_Aim of the exercise:_ Copy each line below that includes "GroupId".
--- Source information Enclosed Below ---
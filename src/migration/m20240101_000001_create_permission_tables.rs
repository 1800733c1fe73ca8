//! 创建权限模板相关表结构

use sea_orm_migration::prelude::*;

#[derive(DeriveMigrationName)]
pub struct Migration;

#[async_trait::async_trait]
impl MigrationTrait for Migration {
    async fn up(&self, manager: &SchemaManager) -> Result<(), DbErr> {
        // 创建 groups 表
        manager
            .create_table(
                Table::create()
                    .table(Groups::Table)
                    .if_not_exists()
                    .col(
                        ColumnDef::new(Groups::Id)
                            .integer()
                            .not_null()
                            .auto_increment()
                            .primary_key(),
                    )
                    .col(ColumnDef::new(Groups::Name).string().not_null().unique_key())
                    .col(ColumnDef::new(Groups::Description).string())
                    .col(
                        ColumnDef::new(Groups::CreatedAt)
                            .timestamp_with_time_zone()
                            .not_null()
                            .default(Expr::current_timestamp()),
                    )
                    .to_owned(),
            )
            .await?;

        // 创建 users 表
        manager
            .create_table(
                Table::create()
                    .table(Users::Table)
                    .if_not_exists()
                    .col(
                        ColumnDef::new(Users::Id)
                            .integer()
                            .not_null()
                            .auto_increment()
                            .primary_key(),
                    )
                    .col(ColumnDef::new(Users::Login).string().not_null().unique_key())
                    .col(ColumnDef::new(Users::Name).string().not_null())
                    .col(ColumnDef::new(Users::Active).boolean().not_null().default(true))
                    .col(
                        ColumnDef::new(Users::CreatedAt)
                            .timestamp_with_time_zone()
                            .not_null()
                            .default(Expr::current_timestamp()),
                    )
                    .to_owned(),
            )
            .await?;

        // 创建 permission_templates 表
        manager
            .create_table(
                Table::create()
                    .table(PermissionTemplates::Table)
                    .if_not_exists()
                    .col(
                        ColumnDef::new(PermissionTemplates::Id)
                            .integer()
                            .not_null()
                            .auto_increment()
                            .primary_key(),
                    )
                    .col(
                        ColumnDef::new(PermissionTemplates::Name)
                            .string()
                            .not_null()
                            .unique_key(),
                    )
                    .col(
                        ColumnDef::new(PermissionTemplates::Kee)
                            .string()
                            .not_null()
                            .unique_key(),
                    )
                    .col(ColumnDef::new(PermissionTemplates::Description).string())
                    .col(ColumnDef::new(PermissionTemplates::KeyPattern).string())
                    .col(
                        ColumnDef::new(PermissionTemplates::CreatedAt)
                            .timestamp_with_time_zone()
                            .not_null()
                            .default(Expr::current_timestamp()),
                    )
                    .col(
                        ColumnDef::new(PermissionTemplates::UpdatedAt)
                            .timestamp_with_time_zone()
                            .not_null()
                            .default(Expr::current_timestamp()),
                    )
                    .to_owned(),
            )
            .await?;

        // 创建 perm_templates_groups 表，group_id 为空表示 Anyone
        manager
            .create_table(
                Table::create()
                    .table(PermTemplatesGroups::Table)
                    .if_not_exists()
                    .col(
                        ColumnDef::new(PermTemplatesGroups::Id)
                            .integer()
                            .not_null()
                            .auto_increment()
                            .primary_key(),
                    )
                    .col(ColumnDef::new(PermTemplatesGroups::GroupId).integer())
                    .col(
                        ColumnDef::new(PermTemplatesGroups::TemplateId)
                            .integer()
                            .not_null(),
                    )
                    .col(
                        ColumnDef::new(PermTemplatesGroups::PermissionReference)
                            .string()
                            .not_null(),
                    )
                    .col(
                        ColumnDef::new(PermTemplatesGroups::CreatedAt)
                            .timestamp_with_time_zone()
                            .not_null()
                            .default(Expr::current_timestamp()),
                    )
                    .foreign_key(
                        ForeignKey::create()
                            .name("fk_perm_templates_groups_template")
                            .from(PermTemplatesGroups::Table, PermTemplatesGroups::TemplateId)
                            .to(PermissionTemplates::Table, PermissionTemplates::Id)
                            .on_delete(ForeignKeyAction::Cascade),
                    )
                    .foreign_key(
                        ForeignKey::create()
                            .name("fk_perm_templates_groups_group")
                            .from(PermTemplatesGroups::Table, PermTemplatesGroups::GroupId)
                            .to(Groups::Table, Groups::Id)
                            .on_delete(ForeignKeyAction::Cascade),
                    )
                    .to_owned(),
            )
            .await?;

        // 创建 perm_templates_users 表
        manager
            .create_table(
                Table::create()
                    .table(PermTemplatesUsers::Table)
                    .if_not_exists()
                    .col(
                        ColumnDef::new(PermTemplatesUsers::Id)
                            .integer()
                            .not_null()
                            .auto_increment()
                            .primary_key(),
                    )
                    .col(ColumnDef::new(PermTemplatesUsers::UserId).integer().not_null())
                    .col(
                        ColumnDef::new(PermTemplatesUsers::TemplateId)
                            .integer()
                            .not_null(),
                    )
                    .col(
                        ColumnDef::new(PermTemplatesUsers::PermissionReference)
                            .string()
                            .not_null(),
                    )
                    .col(
                        ColumnDef::new(PermTemplatesUsers::CreatedAt)
                            .timestamp_with_time_zone()
                            .not_null()
                            .default(Expr::current_timestamp()),
                    )
                    .foreign_key(
                        ForeignKey::create()
                            .name("fk_perm_templates_users_template")
                            .from(PermTemplatesUsers::Table, PermTemplatesUsers::TemplateId)
                            .to(PermissionTemplates::Table, PermissionTemplates::Id)
                            .on_delete(ForeignKeyAction::Cascade),
                    )
                    .foreign_key(
                        ForeignKey::create()
                            .name("fk_perm_templates_users_user")
                            .from(PermTemplatesUsers::Table, PermTemplatesUsers::UserId)
                            .to(Users::Table, Users::Id)
                            .on_delete(ForeignKeyAction::Cascade),
                    )
                    .to_owned(),
            )
            .await?;

        // 创建索引以优化查询性能
        manager
            .create_index(
                Index::create()
                    .name("idx_perm_templates_groups_lookup")
                    .table(PermTemplatesGroups::Table)
                    .col(PermTemplatesGroups::TemplateId)
                    .col(PermTemplatesGroups::PermissionReference)
                    .if_not_exists()
                    .to_owned(),
            )
            .await?;

        // group_id 为 NULL 时唯一索引不生效，Anyone 的去重由 DAO 负责
        manager
            .create_index(
                Index::create()
                    .name("idx_perm_templates_groups_unique")
                    .table(PermTemplatesGroups::Table)
                    .col(PermTemplatesGroups::TemplateId)
                    .col(PermTemplatesGroups::GroupId)
                    .col(PermTemplatesGroups::PermissionReference)
                    .unique()
                    .if_not_exists()
                    .to_owned(),
            )
            .await?;

        manager
            .create_index(
                Index::create()
                    .name("idx_perm_templates_users_unique")
                    .table(PermTemplatesUsers::Table)
                    .col(PermTemplatesUsers::TemplateId)
                    .col(PermTemplatesUsers::UserId)
                    .col(PermTemplatesUsers::PermissionReference)
                    .unique()
                    .if_not_exists()
                    .to_owned(),
            )
            .await?;

        Ok(())
    }

    async fn down(&self, manager: &SchemaManager) -> Result<(), DbErr> {
        manager
            .drop_table(Table::drop().table(PermTemplatesUsers::Table).to_owned())
            .await?;
        manager
            .drop_table(Table::drop().table(PermTemplatesGroups::Table).to_owned())
            .await?;
        manager
            .drop_table(Table::drop().table(PermissionTemplates::Table).to_owned())
            .await?;
        manager
            .drop_table(Table::drop().table(Users::Table).to_owned())
            .await?;
        manager
            .drop_table(Table::drop().table(Groups::Table).to_owned())
            .await?;

        Ok(())
    }
}

#[derive(DeriveIden)]
enum Groups {
    Table,
    Id,
    Name,
    Description,
    CreatedAt,
}

#[derive(DeriveIden)]
enum Users {
    Table,
    Id,
    Login,
    Name,
    Active,
    CreatedAt,
}

#[derive(DeriveIden)]
enum PermissionTemplates {
    Table,
    Id,
    Name,
    Kee,
    Description,
    KeyPattern,
    CreatedAt,
    UpdatedAt,
}

#[derive(DeriveIden)]
enum PermTemplatesGroups {
    Table,
    Id,
    GroupId,
    TemplateId,
    PermissionReference,
    CreatedAt,
}

#[derive(DeriveIden)]
enum PermTemplatesUsers {
    Table,
    Id,
    UserId,
    TemplateId,
    PermissionReference,
    CreatedAt,
}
--- End of Enclosed Source information ---
_Output of the exercise:_
                    .col(ColumnDef::new(PermTemplatesGroups::GroupId).integer())
                            .from(PermTemplatesGroups::Table, PermTemplatesGroups::GroupId)
                    .col(PermTemplatesGroups::GroupId)
    GroupId,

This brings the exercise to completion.